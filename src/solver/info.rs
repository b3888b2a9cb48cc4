use crate::algebra::*;

#[cfg(feature = "serde")]
use serde::{Deserialize, Serialize};

/// Status of solver at termination

#[repr(u32)]
#[derive(PartialEq, Eq, Clone, Debug, Copy, Default)]
#[cfg_attr(feature = "serde", derive(Serialize, Deserialize))]
pub enum SolverStatus {
    /// Problem is not solved (solver hasn't run).
    #[default]
    Unsolved,
    /// Every barrier subproblem converged and the path stayed feasible.
    Solved,
    /// Solver reached the final barrier weight, but some subproblem hit
    /// its Newton iteration limit or a line search failed.
    AlmostSolved,
    /// Time limit reached before the final barrier weight.
    MaxTime,
    /// Termination requested by the user callback.
    CallbackTerminated,
    /// Solver terminated with a numerical error
    NumericalError,
    /// An iterate left the domain of the barrier.
    InfeasibleIterate,
}

impl SolverStatus {
    /// Solved, or solved to reduced accuracy
    pub fn is_converged(&self) -> bool {
        matches!(*self, SolverStatus::Solved | SolverStatus::AlmostSolved)
    }
}

impl std::fmt::Display for SolverStatus {
    fn fmt(&self, f: &mut std::fmt::Formatter) -> std::fmt::Result {
        write!(f, "{:?}", self)
    }
}

/// Progress information for the barrier method, updated after every
/// barrier weight.
#[derive(Default, Debug, Clone)]
pub struct BarrierInfo<T> {
    /// current barrier weight
    pub t: T,
    /// completed barrier weights
    pub outer_iterations: u32,
    /// total Newton steps over all barrier weights
    pub inner_iterations: u32,
    /// Newton steps at the most recent barrier weight
    pub newton_steps: u32,
    /// bound `m/t` on the suboptimality of the current iterate
    pub gap_bound: T,
    /// most recent value of `λ²/2`
    pub newton_decrement: T,
    /// most recent line search step
    pub step_length: T,
    /// true objective value at the current iterate
    pub cost: T,
    /// line searches that failed to satisfy sufficient decrease
    pub linesearch_failures: u32,
    /// barrier weights whose Newton iteration hit `max_iter`
    pub inner_cap_hits: u32,
    /// path points violating some inequality constraint
    pub infeasible_path_points: u32,
    /// solve time in seconds
    pub solve_time: f64,
    pub status: SolverStatus,
}

impl<T> BarrierInfo<T>
where
    T: FloatT,
{
    pub fn new() -> Self {
        Self::default()
    }

    pub(crate) fn reset(&mut self, t_init: T) {
        *self = Self::default();
        self.t = t_init;
    }

    /// count of all warnings raised so far
    pub fn warnings(&self) -> u32 {
        self.linesearch_failures + self.inner_cap_hits + self.infeasible_path_points
    }

    /// Final status when the outer iteration ran to completion
    pub(crate) fn finished_status(&self) -> SolverStatus {
        if self.warnings() == 0 {
            SolverStatus::Solved
        } else {
            SolverStatus::AlmostSolved
        }
    }
}

#[test]
fn test_finished_status() {
    let mut info = BarrierInfo::<f64>::new();
    info.reset(1.);
    assert_eq!(info.t, 1.);
    assert_eq!(info.status, SolverStatus::Unsolved);
    assert_eq!(info.finished_status(), SolverStatus::Solved);

    info.inner_cap_hits = 1;
    assert_eq!(info.finished_status(), SolverStatus::AlmostSolved);
    assert!(info.finished_status().is_converged());
    assert!(!SolverStatus::MaxTime.is_converged());
}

What needs to be done -> Out of the material above, select every line that holds the string "AlmostSolved".

Solved problem ->
    AlmostSolved,
        matches!(*self, SolverStatus::Solved | SolverStatus::AlmostSolved)
            SolverStatus::AlmostSolved
    assert_eq!(info.finished_status(), SolverStatus::AlmostSolved);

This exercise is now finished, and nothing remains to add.